What the task asks:
From the entries below, extract every line that includes the word "Send".

Available records:
>>>

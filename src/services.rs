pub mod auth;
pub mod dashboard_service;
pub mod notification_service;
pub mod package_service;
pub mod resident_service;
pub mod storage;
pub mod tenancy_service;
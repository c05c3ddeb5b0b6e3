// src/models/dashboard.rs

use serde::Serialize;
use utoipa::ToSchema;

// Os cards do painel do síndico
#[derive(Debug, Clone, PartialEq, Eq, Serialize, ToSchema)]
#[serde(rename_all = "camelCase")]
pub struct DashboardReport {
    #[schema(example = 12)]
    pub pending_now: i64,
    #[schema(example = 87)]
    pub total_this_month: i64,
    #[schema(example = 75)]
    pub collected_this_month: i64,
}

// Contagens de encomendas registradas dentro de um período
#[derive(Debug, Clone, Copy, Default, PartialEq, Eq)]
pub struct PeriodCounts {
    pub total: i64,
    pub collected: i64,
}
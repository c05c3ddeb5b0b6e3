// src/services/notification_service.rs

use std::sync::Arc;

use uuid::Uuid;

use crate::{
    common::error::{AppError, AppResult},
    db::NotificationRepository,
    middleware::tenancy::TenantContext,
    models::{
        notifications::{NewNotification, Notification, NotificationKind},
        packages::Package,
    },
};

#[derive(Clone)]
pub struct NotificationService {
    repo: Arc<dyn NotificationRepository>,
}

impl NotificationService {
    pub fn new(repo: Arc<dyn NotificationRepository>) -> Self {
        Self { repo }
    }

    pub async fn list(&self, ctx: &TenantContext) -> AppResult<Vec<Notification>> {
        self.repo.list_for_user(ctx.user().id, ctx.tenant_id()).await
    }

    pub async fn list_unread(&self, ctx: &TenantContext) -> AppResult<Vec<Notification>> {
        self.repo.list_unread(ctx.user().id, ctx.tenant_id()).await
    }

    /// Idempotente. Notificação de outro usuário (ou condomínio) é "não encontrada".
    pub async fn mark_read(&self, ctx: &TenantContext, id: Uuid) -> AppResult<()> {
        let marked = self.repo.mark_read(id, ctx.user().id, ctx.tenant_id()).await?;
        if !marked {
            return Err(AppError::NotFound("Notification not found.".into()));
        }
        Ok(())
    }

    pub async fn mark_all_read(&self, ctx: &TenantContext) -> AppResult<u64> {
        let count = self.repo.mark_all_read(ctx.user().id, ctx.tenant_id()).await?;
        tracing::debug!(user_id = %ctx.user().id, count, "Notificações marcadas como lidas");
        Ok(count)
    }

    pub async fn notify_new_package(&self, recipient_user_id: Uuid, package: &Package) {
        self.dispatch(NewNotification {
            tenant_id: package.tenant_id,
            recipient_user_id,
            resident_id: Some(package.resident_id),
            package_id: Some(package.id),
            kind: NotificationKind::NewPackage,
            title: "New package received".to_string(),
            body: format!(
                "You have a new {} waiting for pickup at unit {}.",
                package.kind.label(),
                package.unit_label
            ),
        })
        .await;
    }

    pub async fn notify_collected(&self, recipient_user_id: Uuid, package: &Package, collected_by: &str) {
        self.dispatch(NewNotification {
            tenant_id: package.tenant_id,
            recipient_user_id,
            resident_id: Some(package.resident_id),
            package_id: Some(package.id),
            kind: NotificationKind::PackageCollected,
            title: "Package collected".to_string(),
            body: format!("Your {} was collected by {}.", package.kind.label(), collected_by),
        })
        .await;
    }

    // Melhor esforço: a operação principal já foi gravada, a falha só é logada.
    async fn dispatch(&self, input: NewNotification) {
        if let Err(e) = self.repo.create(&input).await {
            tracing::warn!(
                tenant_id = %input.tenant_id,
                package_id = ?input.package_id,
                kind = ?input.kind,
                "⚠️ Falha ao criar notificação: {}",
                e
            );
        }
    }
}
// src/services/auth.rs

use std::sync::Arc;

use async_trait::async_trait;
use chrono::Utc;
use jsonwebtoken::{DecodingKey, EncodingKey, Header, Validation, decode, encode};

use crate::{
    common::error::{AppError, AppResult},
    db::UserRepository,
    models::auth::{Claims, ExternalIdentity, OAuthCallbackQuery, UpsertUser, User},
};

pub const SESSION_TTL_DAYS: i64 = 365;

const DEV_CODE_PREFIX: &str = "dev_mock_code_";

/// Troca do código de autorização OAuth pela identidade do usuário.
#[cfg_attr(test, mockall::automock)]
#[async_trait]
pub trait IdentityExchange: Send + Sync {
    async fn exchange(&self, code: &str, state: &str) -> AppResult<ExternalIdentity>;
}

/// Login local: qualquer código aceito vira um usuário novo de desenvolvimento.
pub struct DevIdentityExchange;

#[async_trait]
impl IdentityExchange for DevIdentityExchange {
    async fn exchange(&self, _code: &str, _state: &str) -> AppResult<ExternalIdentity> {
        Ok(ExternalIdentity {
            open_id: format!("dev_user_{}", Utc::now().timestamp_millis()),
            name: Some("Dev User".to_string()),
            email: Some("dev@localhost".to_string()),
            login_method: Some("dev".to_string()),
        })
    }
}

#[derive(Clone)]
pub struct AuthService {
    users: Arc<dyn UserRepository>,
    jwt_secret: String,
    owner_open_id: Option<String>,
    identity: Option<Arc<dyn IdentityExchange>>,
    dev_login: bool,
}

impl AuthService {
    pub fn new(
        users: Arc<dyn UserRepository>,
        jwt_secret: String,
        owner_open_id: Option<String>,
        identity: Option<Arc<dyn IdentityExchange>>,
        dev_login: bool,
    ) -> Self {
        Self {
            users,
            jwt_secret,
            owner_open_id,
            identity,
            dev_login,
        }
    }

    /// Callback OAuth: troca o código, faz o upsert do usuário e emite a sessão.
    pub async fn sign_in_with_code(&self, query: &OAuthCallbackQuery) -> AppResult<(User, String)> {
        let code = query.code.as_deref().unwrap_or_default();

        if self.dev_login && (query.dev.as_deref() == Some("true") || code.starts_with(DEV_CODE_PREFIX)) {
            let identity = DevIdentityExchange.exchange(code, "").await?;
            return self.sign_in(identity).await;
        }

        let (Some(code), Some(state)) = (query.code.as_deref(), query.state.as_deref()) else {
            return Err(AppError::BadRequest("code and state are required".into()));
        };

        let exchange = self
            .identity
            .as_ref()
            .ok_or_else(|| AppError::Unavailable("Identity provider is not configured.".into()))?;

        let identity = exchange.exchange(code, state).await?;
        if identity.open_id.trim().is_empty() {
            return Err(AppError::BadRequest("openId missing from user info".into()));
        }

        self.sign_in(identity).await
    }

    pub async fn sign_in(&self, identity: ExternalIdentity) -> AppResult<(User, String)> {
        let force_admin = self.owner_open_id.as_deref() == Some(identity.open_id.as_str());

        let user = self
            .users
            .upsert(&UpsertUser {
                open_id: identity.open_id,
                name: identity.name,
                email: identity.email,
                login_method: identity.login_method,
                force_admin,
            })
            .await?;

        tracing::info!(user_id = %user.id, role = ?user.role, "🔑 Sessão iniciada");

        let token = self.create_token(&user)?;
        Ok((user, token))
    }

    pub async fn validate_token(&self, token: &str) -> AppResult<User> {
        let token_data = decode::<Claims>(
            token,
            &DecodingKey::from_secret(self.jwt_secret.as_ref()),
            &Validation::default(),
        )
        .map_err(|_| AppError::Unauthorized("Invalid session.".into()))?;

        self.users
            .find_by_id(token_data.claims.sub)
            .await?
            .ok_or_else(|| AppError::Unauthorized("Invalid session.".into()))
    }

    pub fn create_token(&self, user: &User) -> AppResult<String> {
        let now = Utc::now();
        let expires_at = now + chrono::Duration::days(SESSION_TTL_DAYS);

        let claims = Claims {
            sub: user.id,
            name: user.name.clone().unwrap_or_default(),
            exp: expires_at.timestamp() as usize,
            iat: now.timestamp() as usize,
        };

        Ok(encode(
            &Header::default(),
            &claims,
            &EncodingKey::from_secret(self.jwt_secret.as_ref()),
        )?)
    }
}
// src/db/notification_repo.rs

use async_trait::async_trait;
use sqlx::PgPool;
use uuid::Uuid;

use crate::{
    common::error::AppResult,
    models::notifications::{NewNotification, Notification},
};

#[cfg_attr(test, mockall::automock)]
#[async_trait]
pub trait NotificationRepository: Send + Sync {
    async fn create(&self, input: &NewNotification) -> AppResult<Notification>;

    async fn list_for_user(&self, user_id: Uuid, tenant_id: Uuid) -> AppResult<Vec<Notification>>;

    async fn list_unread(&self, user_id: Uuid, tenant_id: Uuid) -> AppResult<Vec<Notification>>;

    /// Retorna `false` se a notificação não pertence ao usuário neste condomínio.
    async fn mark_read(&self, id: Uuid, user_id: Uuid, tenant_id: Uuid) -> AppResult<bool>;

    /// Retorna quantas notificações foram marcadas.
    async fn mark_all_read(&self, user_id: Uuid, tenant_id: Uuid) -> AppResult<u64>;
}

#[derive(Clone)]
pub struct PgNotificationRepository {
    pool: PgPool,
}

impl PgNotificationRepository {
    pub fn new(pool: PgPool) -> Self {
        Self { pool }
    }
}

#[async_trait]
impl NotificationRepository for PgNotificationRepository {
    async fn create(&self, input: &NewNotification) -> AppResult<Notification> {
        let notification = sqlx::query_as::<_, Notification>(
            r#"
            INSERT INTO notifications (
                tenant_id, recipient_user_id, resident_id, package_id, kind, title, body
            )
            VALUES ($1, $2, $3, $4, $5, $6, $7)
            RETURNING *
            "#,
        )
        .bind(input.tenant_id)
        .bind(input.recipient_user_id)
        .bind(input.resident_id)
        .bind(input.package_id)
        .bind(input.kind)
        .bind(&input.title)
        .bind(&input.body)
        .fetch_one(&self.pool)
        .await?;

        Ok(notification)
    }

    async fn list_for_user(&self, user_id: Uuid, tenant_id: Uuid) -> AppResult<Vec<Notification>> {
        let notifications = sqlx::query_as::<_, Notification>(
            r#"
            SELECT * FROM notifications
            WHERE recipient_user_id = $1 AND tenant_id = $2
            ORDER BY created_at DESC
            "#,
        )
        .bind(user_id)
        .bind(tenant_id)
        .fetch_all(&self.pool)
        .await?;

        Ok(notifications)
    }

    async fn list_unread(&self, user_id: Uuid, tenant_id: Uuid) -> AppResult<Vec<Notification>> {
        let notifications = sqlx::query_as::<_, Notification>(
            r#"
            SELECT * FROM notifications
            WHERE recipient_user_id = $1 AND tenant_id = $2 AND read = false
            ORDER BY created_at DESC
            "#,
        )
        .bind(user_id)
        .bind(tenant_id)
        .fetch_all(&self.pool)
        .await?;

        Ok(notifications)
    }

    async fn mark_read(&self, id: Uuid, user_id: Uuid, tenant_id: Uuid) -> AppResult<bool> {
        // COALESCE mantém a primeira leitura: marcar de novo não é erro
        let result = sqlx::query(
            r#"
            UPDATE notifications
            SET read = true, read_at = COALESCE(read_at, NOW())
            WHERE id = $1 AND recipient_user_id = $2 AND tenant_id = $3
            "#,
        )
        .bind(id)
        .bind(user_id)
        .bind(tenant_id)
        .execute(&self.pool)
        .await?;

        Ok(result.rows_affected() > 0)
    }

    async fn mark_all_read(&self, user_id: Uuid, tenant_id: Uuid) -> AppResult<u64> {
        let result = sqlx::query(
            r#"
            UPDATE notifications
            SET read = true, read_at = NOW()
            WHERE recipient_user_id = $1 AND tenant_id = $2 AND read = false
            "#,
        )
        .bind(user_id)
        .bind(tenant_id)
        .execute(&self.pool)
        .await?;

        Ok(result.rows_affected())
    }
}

<<<

Solution to the problem:
pub trait IdentityExchange: Send + Sync {
pub trait NotificationRepository: Send + Sync {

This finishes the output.